(Extracted records)

== == ==

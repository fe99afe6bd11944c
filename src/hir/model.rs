//! File-level semantic model.
//!
//! These types are produced by the extractor, registered in the
//! [`SymbolTable`](super::SymbolTable), and read by every validator. They are
//! immutable once extraction finishes.

use std::path::{Path, PathBuf};
use std::sync::Arc;

use indexmap::IndexMap;
use serde::{Deserialize, Serialize};

use crate::base::{CollectionKind, Position, PrimitiveType};
use crate::parser::{ParsedSource, SyntaxNode};

// ============================================================================
// ATTRIBUTES
// ============================================================================

/// A decoded attribute value.
///
/// Source files only produce the scalar variants and one level of `Object`;
/// `List` and deeper nesting come from schema documents, which share this
/// type for their `enum` constraints.
#[derive(Debug, Clone, PartialEq, Serialize, Deserialize)]
#[serde(untagged)]
pub enum AttributeValue {
    Bool(bool),
    Integer(i64),
    Float(f64),
    String(String),
    List(Vec<AttributeValue>),
    Object(IndexMap<String, AttributeValue>),
}

impl AttributeValue {
    /// Name of the value's type as used in schema messages.
    pub fn type_name(&self) -> &'static str {
        match self {
            Self::Bool(_) => "boolean",
            Self::Integer(_) => "integer",
            Self::Float(_) => "float",
            Self::String(_) => "string",
            Self::List(_) => "array",
            Self::Object(_) => "object",
        }
    }

    pub fn as_f64(&self) -> Option<f64> {
        match self {
            Self::Integer(v) => Some(*v as f64),
            Self::Float(v) => Some(*v),
            _ => None,
        }
    }
}

impl std::fmt::Display for AttributeValue {
    fn fmt(&self, f: &mut std::fmt::Formatter<'_>) -> std::fmt::Result {
        match self {
            Self::Bool(v) => write!(f, "{v}"),
            Self::Integer(v) => write!(f, "{v}"),
            Self::Float(v) => write!(f, "{v}"),
            Self::String(v) => write!(f, "'{v}'"),
            Self::List(items) => {
                f.write_str("[")?;
                for (i, item) in items.iter().enumerate() {
                    if i > 0 {
                        f.write_str(", ")?;
                    }
                    write!(f, "{item}")?;
                }
                f.write_str("]")
            }
            Self::Object(map) => {
                f.write_str("{")?;
                for (i, (key, value)) in map.iter().enumerate() {
                    if i > 0 {
                        f.write_str(", ")?;
                    }
                    write!(f, "{key}: {value}")?;
                }
                f.write_str("}")
            }
        }
    }
}

/// Attribute name → value, in declaration order.
pub type AttributeMap = IndexMap<String, AttributeValue>;

// ============================================================================
// TYPE REFERENCES
// ============================================================================

/// One collection dimension.
#[derive(Debug, Clone, Copy, PartialEq, Eq)]
pub enum Dimension {
    Fixed(i64),
    Max(i64),
    Dynamic,
}

/// `array<T, ...>`, `matrix<T, ...>` or `tensor<T, ...>`.
#[derive(Debug, Clone, PartialEq, Eq)]
pub struct CollectionType {
    pub kind: CollectionKind,
    pub element: Box<TypeRef>,
    pub dims: Vec<Dimension>,
}

/// A field's type as written. Named references stay unresolved until the
/// symbol table is complete.
#[derive(Debug, Clone, PartialEq, Eq)]
pub enum TypeRef {
    Primitive(PrimitiveType),
    /// Bare identifier or `::`-qualified path.
    Named(Arc<str>),
    Collection(CollectionType),
}

impl std::fmt::Display for TypeRef {
    fn fmt(&self, f: &mut std::fmt::Formatter<'_>) -> std::fmt::Result {
        match self {
            Self::Primitive(p) => write!(f, "{p}"),
            Self::Named(name) => f.write_str(name),
            Self::Collection(c) => {
                write!(f, "{}<{}", c.kind, c.element)?;
                for dim in &c.dims {
                    match dim {
                        Dimension::Fixed(n) => write!(f, ", {n}")?,
                        Dimension::Max(n) => write!(f, ", max={n}")?,
                        Dimension::Dynamic => f.write_str(", ?")?,
                    }
                }
                f.write_str(">")
            }
        }
    }
}

// ============================================================================
// DEFINITIONS
// ============================================================================

/// A struct or interface field.
#[derive(Debug, Clone, PartialEq)]
pub struct Field {
    pub name: Arc<str>,
    pub ty: TypeRef,
    pub number: Option<i64>,
    pub optional: bool,
    pub inline_attributes: AttributeMap,
    pub attributes: AttributeMap,
    pub position: Position,
}

impl Field {
    /// Inline attributes overlaid with the indented block.
    pub fn all_attributes(&self) -> AttributeMap {
        let mut merged = self.inline_attributes.clone();
        for (key, value) in &self.attributes {
            merged.insert(key.clone(), value.clone());
        }
        merged
    }
}

/// An enum member with its resolved value.
#[derive(Debug, Clone, PartialEq, Eq)]
pub struct EnumMember {
    pub name: Arc<str>,
    pub value: i128,
    pub position: Position,
}

#[derive(Debug, Clone, PartialEq, Eq)]
pub struct EnumBody {
    /// Declared storage type name, `int32` when omitted.
    pub storage_type: Arc<str>,
    pub members: Vec<EnumMember>,
}

#[derive(Debug, Clone, Copy, PartialEq, Eq, Hash)]
pub enum TypeKind {
    Struct,
    Interface,
    Enum,
}

impl TypeKind {
    pub fn as_str(self) -> &'static str {
        match self {
            Self::Struct => "struct",
            Self::Interface => "interface",
            Self::Enum => "enum",
        }
    }
}

#[derive(Debug, Clone, PartialEq)]
pub enum TypeBody {
    Struct(Vec<Field>),
    Interface(Vec<Field>),
    Enum(EnumBody),
}

/// A struct, interface, or enum definition.
#[derive(Debug, Clone, PartialEq)]
pub struct TypeDefinition {
    pub name: Arc<str>,
    pub qualified_name: Arc<str>,
    pub file: PathBuf,
    pub position: Position,
    pub attributes: AttributeMap,
    pub body: TypeBody,
}

impl TypeDefinition {
    pub fn kind(&self) -> TypeKind {
        match self.body {
            TypeBody::Struct(_) => TypeKind::Struct,
            TypeBody::Interface(_) => TypeKind::Interface,
            TypeBody::Enum(_) => TypeKind::Enum,
        }
    }

    /// Fields of a struct or interface; empty for enums.
    pub fn fields(&self) -> &[Field] {
        match &self.body {
            TypeBody::Struct(fields) | TypeBody::Interface(fields) => fields,
            TypeBody::Enum(_) => &[],
        }
    }

    pub fn enum_body(&self) -> Option<&EnumBody> {
        match &self.body {
            TypeBody::Enum(body) => Some(body),
            _ => None,
        }
    }
}

#[derive(Debug, Clone, PartialEq)]
pub struct ConstantDefinition {
    pub name: Arc<str>,
    pub qualified_name: Arc<str>,
    pub file: PathBuf,
    pub ty: PrimitiveType,
    pub value: AttributeValue,
    pub position: Position,
}

/// `using Alias = primitive`.
#[derive(Debug, Clone, PartialEq, Eq)]
pub struct AliasDefinition {
    pub name: Arc<str>,
    pub qualified_name: Arc<str>,
    pub file: PathBuf,
    pub target: PrimitiveType,
    pub position: Position,
}

// ============================================================================
// FILES
// ============================================================================

#[derive(Debug, Clone, PartialEq, Eq)]
pub struct Import {
    /// Segments joined with `/`, without extension.
    pub path: String,
    pub position: Position,
}

/// Everything extracted from one `.msg` file.
#[derive(Debug, Clone)]
pub struct SourceFile {
    pub path: PathBuf,
    pub namespace: Arc<str>,
    pub imports: Vec<Import>,
    pub using_namespaces: Vec<Arc<str>>,
    /// Alias → target namespace, in declaration order.
    pub namespace_aliases: IndexMap<Arc<str>, Arc<str>>,
    pub types: Vec<Arc<TypeDefinition>>,
    pub constants: Vec<Arc<ConstantDefinition>>,
    pub aliases: Vec<Arc<AliasDefinition>>,
    pub tree: ParsedSource,
}

impl SourceFile {
    pub fn path(&self) -> &Path {
        &self.path
    }

    /// Root of the raw syntax tree.
    pub fn syntax(&self) -> SyntaxNode {
        self.tree.syntax()
    }

    /// Qualify a simple name with this file's namespace.
    pub fn qualify(&self, name: &str) -> Arc<str> {
        qualify(&self.namespace, name)
    }
}

/// `namespace::name`, or just `name` in the root namespace.
pub fn qualify(namespace: &str, name: &str) -> Arc<str> {
    if namespace.is_empty() {
        Arc::from(name)
    } else {
        Arc::from(format!("{namespace}::{name}"))
    }
}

== == ==

Problem requirements: Identify the lines above with the word "TypeBody". Copy them.

Answer space:
pub enum TypeBody {
    pub body: TypeBody,
            TypeBody::Struct(_) => TypeKind::Struct,
            TypeBody::Interface(_) => TypeKind::Interface,
            TypeBody::Enum(_) => TypeKind::Enum,
            TypeBody::Struct(fields) | TypeBody::Interface(fields) => fields,
            TypeBody::Enum(_) => &[],
            TypeBody::Enum(body) => Some(body),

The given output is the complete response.